Vijf jaar geleden besloot Stichting Vluchteling de reeks Schrijvers en Vluchtelingen te beginnen. Voor het realiseren van deze reeks nodigt de stichting Nederlandse auteurs uit gedurende een korte periode in een vluchtelingenkamp te verblijven, om zo inspiratie op te doen voor een verhaal dat ons Nederlanders moet confronteren met het wel en vooral het wee van «vergeten vluchtelingen», hopend op meer engagement.
Karel Glastra van Loon opende de serie in 2003 met De onzichtbaren, over het leven van een Birmese vluchteling. Vorig jaar zomer verbleef Lydia Rood, schrijfster van jeugdboeken, thrillers, romans en erotische verhalen, een maand in Colombia, waar terreur, geweld en corruptie de samenleving totaal hebben ontwricht en ruim drie miljoen mensen op de vlucht zijn. Haar verblijf inspireerde haar tot De ogen van de condor, een spannend verhaal waarin ze geloofwaardig beschrijft hoe een aantal jongeren, nadat hun dorp is overvallen door de rechtse paramilitairen, zich aansluit bij de van origine marxistische guerrillabeweging farc, die haar activiteiten financiert met de productie van en handel in cocaïne.
Hoofdpersoon is de vijftienjarige Ramiro. Hij vertelt hoe hij na de overval samen met zijn vriend Miguel besluit Miguels zusje Liseth, Ramiro’s stille liefde, uit de handen van de paraco’s te bevrijden. Alleen door zich aan te sluiten bij de guerrilla hebben ze kans hun doel te realiseren. Treffend beschrijft Rood hoe de jongens worden gerekruteerd en getraind, hoe ze leren schieten, deelnemen aan harde acties en getuige zijn van mensonterende executies. Op invoelbare wijze, maar zonder overdreven sentimentaliteit schetst Rood Ramiro’s innerlijke verwarring en twijfel over zijn keus, zijn wens om te vluchten en zijn verdriet om Miguel, die tijdens hun vlucht door een mijn wordt opgeblazen. Ramiro’s leven na farc, eerst in het heropvoedinggesticht en daarna op de door zijn grootmoeder opgerichte collectieve boerderij voor vluchtelingen, lijkt uitzichtloos: «Thuis zal ik nooit meer ergens zijn.»

Opvallend is dat Rood evenals Glastra van Loon niet voor feit, maar voor fictie koos. Haar jeugdroman is geheel verzonnen: personages, Colombiaanse plaatsnamen, alles. «Maar het zóu echt gebeurd kunnen zijn, precies zo, omdat alle omstandigheden waarover ik schrijf echt bestaan», vertelt Rood in haar verantwoording.
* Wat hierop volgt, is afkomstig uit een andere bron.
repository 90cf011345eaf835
pub mod api;
pub mod metrics;
pub mod state;

pub use api::create_router;
pub use state::AppState;
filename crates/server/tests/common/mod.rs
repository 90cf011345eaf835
//! Common test utilities for API testing with mocks.
//!
//! This module provides a test fixture that creates an in-process server
//! with a mock catalog and a temporary SQLite database, enabling API
//! testing without network access.

use std::sync::Arc;

use axum::body::Body;
use axum::http::{Request, StatusCode};
use axum::Router;
use http_body_util::BodyExt;
use serde_json::Value;
use tempfile::TempDir;
use tower::ServiceExt;

use favereads_core::{
    config::{DatabaseConfig, ServerConfig},
    testing::MockMetadataLookup,
    BookStore, Config, MetadataLookup, SqliteBookStore, SubmissionPipeline,
};
use favereads_server::{create_router, AppState};

/// Re-export fixtures for test convenience
pub use favereads_core::testing::fixtures;

/// Test fixture for API testing with mock dependencies.
///
/// # Example
///
/// ```rust,ignore
/// #[tokio::test]
/// async fn test_submit() {
///     let fixture = TestFixture::new().await;
///     fixture.lookup.add_volume(fixtures::volume("Corduroy", &[])).await;
///
///     let response = fixture.post("/api/v1/books", json!({
///         "title": "Corduroy",
///         "comment": "The bear looking for his button"
///     })).await;
///
///     assert_eq!(response.status, 200);
/// }
/// ```
pub struct TestFixture {
    /// The Axum router for testing
    pub router: Router,
    /// Mock catalog - configure volumes and failures
    pub lookup: Arc<MockMetadataLookup>,
    /// Temporary directory for the test database
    pub temp_dir: TempDir,
}

/// Response from a test request
#[derive(Debug)]
pub struct TestResponse {
    pub status: StatusCode,
    pub body: Value,
    pub text: String,
}

impl TestFixture {
    /// Create a new test fixture with an empty catalog.
    pub async fn new() -> Self {
        let temp_dir = TempDir::new().expect("Failed to create temp dir");
        let db_path = temp_dir.path().join("test.db");

        let config = Config {
            server: ServerConfig {
                host: std::net::IpAddr::V4(std::net::Ipv4Addr::LOCALHOST),
                port: 0, // Not used for in-process testing
            },
            database: DatabaseConfig {
                path: db_path.clone(),
            },
            ..Default::default()
        };

        let lookup = Arc::new(MockMetadataLookup::new());
        let store: Arc<dyn BookStore> =
            Arc::new(SqliteBookStore::new(&db_path).expect("Failed to create book store"));

        let pipeline = SubmissionPipeline::from_config(
            &config,
            Arc::clone(&lookup) as Arc<dyn MetadataLookup>,
            store,
        )
        .expect("Failed to create pipeline");

        let state = Arc::new(AppState::new(config, Arc::new(pipeline)));
        let router = create_router(state);

        Self {
            router,
            lookup,
            temp_dir,
        }
    }

    /// Send a GET request to the test server.
    pub async fn get(&self, path: &str) -> TestResponse {
        self.request("GET", path, None).await
    }

    /// Send a POST request with JSON body.
    pub async fn post(&self, path: &str, body: Value) -> TestResponse {
        self.request("POST", path, Some(body)).await
    }

    /// Send a POST request with raw string body (for testing malformed JSON).
    pub async fn post_raw(&self, path: &str, body: &str) -> TestResponse {
        let request = Request::builder()
            .method("POST")
            .uri(path)
            .header("Content-Type", "application/json")
            .body(Body::from(body.to_string()))
            .unwrap();
        self.send(request).await
    }

    /// Send a request to the test server.
    async fn request(&self, method: &str, path: &str, body: Option<Value>) -> TestResponse {
        let mut request_builder = Request::builder().method(method).uri(path);

        let body = if let Some(json_body) = body {
            request_builder = request_builder.header("Content-Type", "application/json");
            Body::from(serde_json::to_vec(&json_body).unwrap())
        } else {
            Body::empty()
        };

        self.send(request_builder.body(body).unwrap()).await
    }

    async fn send(&self, request: Request<Body>) -> TestResponse {
        let response = self
            .router
            .clone()
            .oneshot(request)
            .await
            .expect("Failed to send request");

        let status = response.status();
        let body_bytes = response
            .into_body()
            .collect()
            .await
            .expect("Failed to collect body")
            .to_bytes();

        let text = String::from_utf8_lossy(&body_bytes).into_owned();
        let body: Value = if body_bytes.is_empty() {
            Value::Null
        } else {
            serde_json::from_slice(&body_bytes).unwrap_or(Value::Null)
        };

        TestResponse { status, body, text }
    }
}

/// Helper to assert a response has expected status.
#[macro_export]
macro_rules! assert_status {
    ($response:expr, $status:expr) => {
        assert_eq!(
            $response.status, $status,
            "Expected status {:?}, got {:?}. Body: {}",
            $status,
            $response.status,
            serde_json::to_string_pretty(&$response.body).unwrap_or_default()
        );
    };
}
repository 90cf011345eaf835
pub mod books;
pub mod handlers;
pub mod middleware;
pub mod routes;
pub mod suggestions;

pub use routes::create_router;

use axum::{
    extract::{rejection::JsonRejection, FromRequest, Request},
    http::StatusCode,
    response::IntoResponse,
    Json,
};
use serde::Serialize;

use favereads_core::SubmissionError;

/// Structured error body: a message for people and a stable code for clients.
#[derive(Debug, Serialize)]
pub struct ErrorResponse {
    pub error: String,
    pub kind: String,
}

impl ErrorResponse {
    pub fn new(kind: &str, error: impl Into<String>) -> Self {
        Self {
            error: error.into(),
            kind: kind.to_string(),
        }
    }
}

/// HTTP rendering of a pipeline error.
pub struct ApiError(pub StatusCode, pub ErrorResponse);

impl From<SubmissionError> for ApiError {
    fn from(e: SubmissionError) -> Self {
        let status = match e.kind() {
            "missing-field" | "comment-rejected" => StatusCode::BAD_REQUEST,
            "verification-failed" => StatusCode::UNPROCESSABLE_ENTITY,
            "lookup-failed" => StatusCode::BAD_GATEWAY,
            "not-found" => StatusCode::NOT_FOUND,
            _ => StatusCode::INTERNAL_SERVER_ERROR,
        };
        ApiError(status, ErrorResponse::new(e.kind(), e.to_string()))
    }
}

/// Undecodable request bodies become `invalid-body`.
impl From<JsonRejection> for ApiError {
    fn from(rejection: JsonRejection) -> Self {
        let status = match rejection {
            JsonRejection::JsonDataError(_) | JsonRejection::JsonSyntaxError(_) => {
                StatusCode::BAD_REQUEST
            }
            ref other => other.status(),
        };
        ApiError(status, ErrorResponse::new("invalid-body", rejection.body_text()))
    }
}

/// `Json` extractor whose rejections render as [`ErrorResponse`].
pub struct ApiJson<T>(pub T);

impl<T, S> FromRequest<S> for ApiJson<T>
where
    Json<T>: FromRequest<S, Rejection = JsonRejection>,
    S: Send + Sync,
{
    type Rejection = ApiError;

    async fn from_request(req: Request, state: &S) -> Result<Self, Self::Rejection> {
        let Json(value) = Json::<T>::from_request(req, state).await?;
        Ok(ApiJson(value))
    }
}

impl IntoResponse for ApiError {
    fn into_response(self) -> axum::response::Response {
        (self.0, Json(self.1)).into_response()
    }
}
Haar keuze roept de vraag op of een meer documentair verslag niet een sterker confronterend effect had gehad. Rood had het gekund, gezien haar journalistieke achtergrond en vlotte, beeldende schrijfstijl. Daar staat tegenover dat ze met De ogen van de condor een goed geschreven geëngageerde jeugdroman heeft afgeleverd, die hopelijk tot meer aandacht voor de schrijnende Colombiaanse werkelijkheid leidt.